What you will do: If a line in the entries below holds the string "PasswordHasher", copy it.

Stored items:
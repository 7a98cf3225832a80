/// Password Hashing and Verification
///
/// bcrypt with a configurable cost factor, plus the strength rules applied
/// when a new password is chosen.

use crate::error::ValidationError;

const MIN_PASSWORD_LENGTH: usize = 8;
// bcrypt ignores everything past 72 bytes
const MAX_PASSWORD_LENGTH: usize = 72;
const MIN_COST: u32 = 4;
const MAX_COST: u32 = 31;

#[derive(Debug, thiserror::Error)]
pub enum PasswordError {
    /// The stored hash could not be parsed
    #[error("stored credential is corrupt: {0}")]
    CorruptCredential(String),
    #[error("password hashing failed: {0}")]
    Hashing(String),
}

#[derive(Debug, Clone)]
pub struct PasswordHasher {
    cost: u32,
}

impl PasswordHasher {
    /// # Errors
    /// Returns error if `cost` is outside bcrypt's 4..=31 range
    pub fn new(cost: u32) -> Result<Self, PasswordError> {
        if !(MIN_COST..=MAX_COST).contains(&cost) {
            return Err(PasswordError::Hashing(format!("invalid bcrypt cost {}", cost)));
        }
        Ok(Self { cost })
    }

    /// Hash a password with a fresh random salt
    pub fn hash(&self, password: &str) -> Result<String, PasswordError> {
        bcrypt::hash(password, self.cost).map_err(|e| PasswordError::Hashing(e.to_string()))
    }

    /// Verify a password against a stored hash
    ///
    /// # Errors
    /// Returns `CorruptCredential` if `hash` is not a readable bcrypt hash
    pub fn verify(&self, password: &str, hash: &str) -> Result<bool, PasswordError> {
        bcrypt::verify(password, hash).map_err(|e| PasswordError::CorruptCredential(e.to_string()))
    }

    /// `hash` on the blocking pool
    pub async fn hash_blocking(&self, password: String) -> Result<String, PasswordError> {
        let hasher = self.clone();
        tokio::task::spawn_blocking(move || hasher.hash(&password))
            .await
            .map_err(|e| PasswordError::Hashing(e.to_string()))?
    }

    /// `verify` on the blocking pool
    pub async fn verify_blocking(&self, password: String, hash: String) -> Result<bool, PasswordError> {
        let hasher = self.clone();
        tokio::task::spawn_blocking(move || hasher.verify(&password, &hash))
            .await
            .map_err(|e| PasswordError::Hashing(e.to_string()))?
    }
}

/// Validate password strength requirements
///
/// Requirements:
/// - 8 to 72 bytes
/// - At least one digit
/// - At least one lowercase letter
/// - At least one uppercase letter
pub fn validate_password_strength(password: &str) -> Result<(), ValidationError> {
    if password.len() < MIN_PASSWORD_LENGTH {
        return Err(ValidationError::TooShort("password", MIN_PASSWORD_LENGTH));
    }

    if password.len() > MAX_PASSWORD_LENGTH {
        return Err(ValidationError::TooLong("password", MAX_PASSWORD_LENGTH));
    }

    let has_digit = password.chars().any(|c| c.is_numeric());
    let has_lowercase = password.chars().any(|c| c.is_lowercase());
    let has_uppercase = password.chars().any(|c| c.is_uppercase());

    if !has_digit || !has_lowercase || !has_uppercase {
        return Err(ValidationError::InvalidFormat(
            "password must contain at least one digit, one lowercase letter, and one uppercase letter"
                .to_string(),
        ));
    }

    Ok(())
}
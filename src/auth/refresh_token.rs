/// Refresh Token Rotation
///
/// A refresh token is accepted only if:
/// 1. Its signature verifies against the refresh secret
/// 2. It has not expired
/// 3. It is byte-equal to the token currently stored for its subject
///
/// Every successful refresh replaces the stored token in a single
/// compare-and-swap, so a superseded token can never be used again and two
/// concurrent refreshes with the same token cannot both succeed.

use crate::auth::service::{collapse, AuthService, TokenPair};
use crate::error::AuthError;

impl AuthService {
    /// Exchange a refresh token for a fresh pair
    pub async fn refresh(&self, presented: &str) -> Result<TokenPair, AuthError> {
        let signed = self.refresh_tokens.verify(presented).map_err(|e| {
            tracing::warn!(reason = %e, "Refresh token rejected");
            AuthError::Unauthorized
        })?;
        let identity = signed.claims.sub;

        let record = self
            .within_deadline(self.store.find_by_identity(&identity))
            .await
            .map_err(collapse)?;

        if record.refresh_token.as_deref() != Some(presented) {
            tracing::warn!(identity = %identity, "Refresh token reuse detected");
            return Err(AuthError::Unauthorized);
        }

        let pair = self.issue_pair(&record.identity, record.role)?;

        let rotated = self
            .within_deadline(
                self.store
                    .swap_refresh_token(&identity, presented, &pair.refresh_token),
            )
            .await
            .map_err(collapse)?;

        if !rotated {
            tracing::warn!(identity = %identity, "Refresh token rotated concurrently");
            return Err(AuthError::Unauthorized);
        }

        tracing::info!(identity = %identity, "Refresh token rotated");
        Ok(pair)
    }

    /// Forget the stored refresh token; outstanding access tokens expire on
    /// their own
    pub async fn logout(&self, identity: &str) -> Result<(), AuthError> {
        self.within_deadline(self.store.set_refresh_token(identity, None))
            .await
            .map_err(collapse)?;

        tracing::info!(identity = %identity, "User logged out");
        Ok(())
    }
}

Output below:
pub struct PasswordHasher {
impl PasswordHasher {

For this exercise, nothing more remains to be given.